**What you should do**
For the word "join", report how many lines of the records below contain it, and nothing more.
Segment Start: Records to process
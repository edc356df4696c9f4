//! Settings persistence and path resolution.
//!
//! Covers:
//! - `load` / `save` against the XDG settings path
//! - `load_from` / `save_to` for explicit paths (atomic write)

use crate::error::ConfigError;
use crate::settings::Settings;
use anyhow::{Context, Result};
use std::fs;
use std::path::{Path, PathBuf};

impl Settings {
    /// Load settings from the default path, creating a default file if none
    /// exists yet.
    pub fn load() -> Result<Self> {
        let path = Self::settings_path();
        log::info!("Settings path: {:?}", path);

        if path.exists() {
            Self::load_from(&path)
        } else {
            log::info!("Settings file not found, creating default at {:?}", path);
            let settings = Self::default();
            if let Err(e) = settings.save_to(&path) {
                log::error!("Failed to save default settings: {}", e);
                return Err(e);
            }
            Ok(settings)
        }
    }

    /// Load and validate settings from an explicit file.
    pub fn load_from(path: &Path) -> Result<Self> {
        let contents = fs::read_to_string(path)
            .map_err(ConfigError::from)
            .with_context(|| format!("Failed to read settings from {path:?}"))?;
        let settings: Settings = serde_yaml_ng::from_str(&contents)
            .map_err(ConfigError::from)
            .with_context(|| format!("Failed to parse settings in {path:?}"))?;
        settings.validate()?;
        Ok(settings)
    }

    /// Save settings to the default path
    pub fn save(&self) -> Result<()> {
        self.save_to(&Self::settings_path())
    }

    /// Save settings to an explicit file.
    ///
    /// Writes to a sibling temp file and renames it over the target so a crash
    /// mid-write never leaves a truncated settings file behind.
    pub fn save_to(&self, path: &Path) -> Result<()> {
        if let Some(parent) = path.parent()
            && !parent.as_os_str().is_empty()
        {
            fs::create_dir_all(parent).map_err(ConfigError::from)?;
        }

        let yaml = self.to_yaml()?;

        let temp_path = path.with_extension("yaml.tmp");
        fs::write(&temp_path, &yaml).map_err(ConfigError::from)?;
        fs::rename(&temp_path, path).map_err(ConfigError::from)?;

        Ok(())
    }

    /// Serialize to the YAML form used on disk.
    pub fn to_yaml(&self) -> Result<String, ConfigError> {
        Ok(serde_yaml_ng::to_string(self)?)
    }

    /// Get the settings file path (using XDG convention)
    pub fn settings_path() -> PathBuf {
        Self::settings_dir().join("settings.yaml")
    }

    /// Get the settings directory path (using XDG convention)
    pub fn settings_dir() -> PathBuf {
        #[cfg(target_os = "windows")]
        {
            if let Some(config_dir) = dirs::config_dir() {
                config_dir.join("vdiff")
            } else {
                PathBuf::from(".")
            }
        }
        #[cfg(not(target_os = "windows"))]
        {
            // Use XDG convention on all platforms: ~/.config/vdiff/settings.yaml
            if let Some(home_dir) = dirs::home_dir() {
                home_dir.join(".config").join("vdiff")
            } else {
                PathBuf::from(".")
            }
        }
    }
}
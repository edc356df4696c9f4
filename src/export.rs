//! Writing a finished pass to disk.
//!
//! Files are named after the document stem and the backend's stable name:
//! `rect-01.batik.png` for a render and `rect-01.batik.diff.png` for its diff
//! against the reference.

use anyhow::{Context, Result};
use image::{ImageFormat, RgbaImage};
use std::path::{Path, PathBuf};

use crate::coordinator::RenderOutcome;
use vdiff_config::Backend;

fn document_stem(document: &Path) -> String {
    document
        .file_stem()
        .map(|stem| stem.to_string_lossy().into_owned())
        .unwrap_or_else(|| "document".to_string())
}

pub fn render_path(out_dir: &Path, document: &Path, backend: Backend) -> PathBuf {
    out_dir.join(format!(
        "{}.{}.png",
        document_stem(document),
        backend.stable_name()
    ))
}

pub fn diff_path(out_dir: &Path, document: &Path, backend: Backend) -> PathBuf {
    out_dir.join(format!(
        "{}.{}.diff.png",
        document_stem(document),
        backend.stable_name()
    ))
}

fn write_png(path: &Path, image: &RgbaImage) -> Result<()> {
    image
        .save_with_format(path, ImageFormat::Png)
        .with_context(|| format!("Failed to write {:?}", path))
}

/// Write every render and diff of `outcome` into `out_dir`, returning the
/// written paths in backend order.
pub fn write_outcome(out_dir: &Path, outcome: &RenderOutcome) -> Result<Vec<PathBuf>> {
    std::fs::create_dir_all(out_dir)
        .with_context(|| format!("Failed to create output directory {:?}", out_dir))?;

    let mut written = Vec::new();
    for (backend, result) in &outcome.renders {
        let path = render_path(out_dir, &outcome.document, *backend);
        write_png(&path, result.image())?;
        written.push(path);

        if let Some(diff) = outcome.diffs.get(backend) {
            let path = diff_path(out_dir, &outcome.document, *backend);
            write_png(&path, &diff.image)?;
            written.push(path);
        }
    }

    log::info!("Wrote {} images to {:?}", written.len(), out_dir);
    Ok(written)
}
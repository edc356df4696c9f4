//! Nominal document size from the root element's `width`, `height` and
//! `viewBox` attributes.
//!
//! Only the root element is read; the rest of the document is never parsed.
//! No unit handling: `100px` or `50%` count as unparseable.

use quick_xml::events::{BytesStart, Event};
use quick_xml::reader::Reader;
use std::fs::File;
use std::io::{BufRead, BufReader};
use std::path::Path;

use crate::raster::RasterSize;

/// Size a document declares for itself, in user units.
#[derive(Debug, Clone, Copy, PartialEq)]
pub struct NominalSize {
    pub width: f64,
    pub height: f64,
}

/// Read the nominal size of the document at `path`.
///
/// Returns `None` if the file cannot be opened, has no root element, the root
/// is not `<svg>`, or its attributes do not yield a size.
pub fn estimate(path: &Path) -> Option<NominalSize> {
    let file = match File::open(path) {
        Ok(f) => f,
        Err(e) => {
            log::debug!("Cannot open {:?} for size estimation: {}", path, e);
            return None;
        }
    };
    read_root(&mut Reader::from_reader(BufReader::new(file)))
}

/// Same as [`estimate`] for an in-memory document.
pub fn estimate_str(text: &str) -> Option<NominalSize> {
    read_root(&mut Reader::from_str(text))
}

fn read_root<R: BufRead>(reader: &mut Reader<R>) -> Option<NominalSize> {
    let mut buf = Vec::new();
    loop {
        match reader.read_event_into(&mut buf) {
            Ok(Event::Start(e)) | Ok(Event::Empty(e)) => return size_from_root(&e),
            Ok(Event::End(_)) | Ok(Event::Eof) => return None,
            Ok(_) => {}
            Err(e) => {
                log::debug!("Malformed document prologue: {}", e);
                return None;
            }
        }
        buf.clear();
    }
}

fn size_from_root(root: &BytesStart<'_>) -> Option<NominalSize> {
    if root.local_name().as_ref() != b"svg" {
        return None;
    }

    let mut view_box = None;
    let mut width = None;
    let mut height = None;
    for attr in root.attributes().flatten() {
        let slot = match attr.key.local_name().as_ref() {
            b"viewBox" => &mut view_box,
            b"width" => &mut width,
            b"height" => &mut height,
            _ => continue,
        };
        *slot = attr.unescape_value().ok().map(|v| v.into_owned());
    }

    let view_box = parse_view_box(view_box.as_deref().unwrap_or(""))?;
    let width = match width.as_deref() {
        Some(w) if !w.is_empty() => parse_number(w)?,
        _ => view_box[2],
    };
    let height = match height.as_deref() {
        Some(h) if !h.is_empty() => parse_number(h)?,
        _ => view_box[3],
    };

    Some(NominalSize { width, height })
}

/// Split on single spaces into exactly four numbers.
fn parse_view_box(text: &str) -> Option<[f64; 4]> {
    let parts: Vec<&str> = text.split(' ').collect();
    if parts.len() != 4 {
        return None;
    }
    let mut values = [0.0; 4];
    for (slot, part) in values.iter_mut().zip(&parts) {
        *slot = parse_number(part)?;
    }
    Some(values)
}

fn parse_number(text: &str) -> Option<f64> {
    text.trim().parse::<f64>().ok().filter(|v| v.is_finite())
}

/// Raster size a document should be rendered at for a square view of
/// `view_size` pixels.
///
/// The nominal size is truncated to whole pixels; an unknown or degenerate
/// size falls back to the full square. The result is scaled so its width
/// equals `view_size`.
pub fn target_size(nominal: Option<NominalSize>, view_size: u32) -> RasterSize {
    let (w, h) = nominal
        .map(|n| (n.width as i64, n.height as i64))
        .filter(|(w, h)| *w > 0 && *h > 0)
        .unwrap_or((view_size as i64, view_size as i64));

    let factor = view_size as f64 / w as f64;
    RasterSize::new(
        (w as f64 * factor).round() as u32,
        (h as f64 * factor).round() as u32,
    )
}
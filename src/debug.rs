//! Logging for vdiff.
//!
//! Every `log::*!` call is routed to a session file, `vdiff_debug.log` in the
//! system temp directory, truncated at startup. When `RUST_LOG` is set the
//! same lines are mirrored to stderr.
//!
//! Level precedence: `--log-level` on the command line, then `RUST_LOG`, then
//! the `log_level` setting (applied with [`apply_settings_level`] once the
//! settings file has been read).

use parking_lot::Mutex;
use std::fs::{File, OpenOptions};
use std::io::Write;
use std::path::{Path, PathBuf};
use std::sync::OnceLock;
use std::sync::atomic::{AtomicBool, Ordering};
use std::time::{SystemTime, UNIX_EPOCH};

const LOG_FILE_NAME: &str = "vdiff_debug.log";

/// Set when the level came from the command line or `RUST_LOG`; the
/// settings file then must not override it.
static LEVEL_PINNED: AtomicBool = AtomicBool::new(false);

static LOGGER: OnceLock<BridgeLogger> = OnceLock::new();

struct BridgeLogger {
    file: Mutex<Option<File>>,
    mirror_stderr: bool,
}

impl BridgeLogger {
    fn open(path: &Path, mirror_stderr: bool) -> Self {
        let file = OpenOptions::new()
            .write(true)
            .truncate(true)
            .create(true)
            .open(path)
            .ok();
        let logger = Self {
            file: Mutex::new(file),
            mirror_stderr,
        };
        logger.write_line(&format!(
            "{}\nvdiff {} session started at {}\n{}",
            "=".repeat(80),
            crate::VERSION,
            timestamp(),
            "=".repeat(80)
        ));
        logger
    }

    fn write_line(&self, line: &str) {
        if let Some(file) = self.file.lock().as_mut() {
            let _ = writeln!(file, "{line}");
            let _ = file.flush();
        }
        if self.mirror_stderr {
            eprintln!("{line}");
        }
    }
}

impl log::Log for BridgeLogger {
    fn enabled(&self, metadata: &log::Metadata) -> bool {
        metadata.level() <= log::max_level()
    }

    fn log(&self, record: &log::Record) {
        if !self.enabled(record.metadata()) {
            return;
        }
        self.write_line(&format!(
            "[{}] [{:<5}] [{}] {}",
            timestamp(),
            record.level(),
            record.target(),
            record.args()
        ));
    }

    fn flush(&self) {
        if let Some(file) = self.file.lock().as_mut() {
            let _ = file.flush();
        }
    }
}

fn timestamp() -> String {
    let now = SystemTime::now()
        .duration_since(UNIX_EPOCH)
        .unwrap_or_default();
    format!("{}.{:06}", now.as_secs(), now.subsec_micros())
}

/// Path of the session log file.
pub fn log_file_path() -> PathBuf {
    std::env::temp_dir().join(LOG_FILE_NAME)
}

/// Parse a `RUST_LOG` value. Only a bare level name is understood; module
/// directives fall back to `Info`.
fn level_from_env(value: &str) -> log::LevelFilter {
    value.trim().parse().unwrap_or(log::LevelFilter::Info)
}

/// Install the log bridge. Safe to call more than once; later calls only
/// adjust the level.
pub fn init_log_bridge(cli_level: Option<log::LevelFilter>) {
    let env_level = std::env::var("RUST_LOG").ok();
    let mirror_stderr = env_level.is_some();

    let level = match (cli_level, env_level.as_deref()) {
        (Some(level), _) => {
            LEVEL_PINNED.store(true, Ordering::Relaxed);
            level
        }
        (None, Some(value)) => {
            LEVEL_PINNED.store(true, Ordering::Relaxed);
            level_from_env(value)
        }
        (None, None) => log::LevelFilter::Warn,
    };

    let logger = LOGGER.get_or_init(|| BridgeLogger::open(&log_file_path(), mirror_stderr));
    // Fails only if another logger was installed first, e.g. by a test harness.
    let _ = log::set_logger(logger);
    log::set_max_level(level);
}

/// Apply the level from the settings file unless the command line or
/// `RUST_LOG` already chose one.
pub fn apply_settings_level(level: log::LevelFilter) {
    if !LEVEL_PINNED.load(Ordering::Relaxed) {
        log::set_max_level(level);
    }
}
Segment End: Records to process
**Response**
6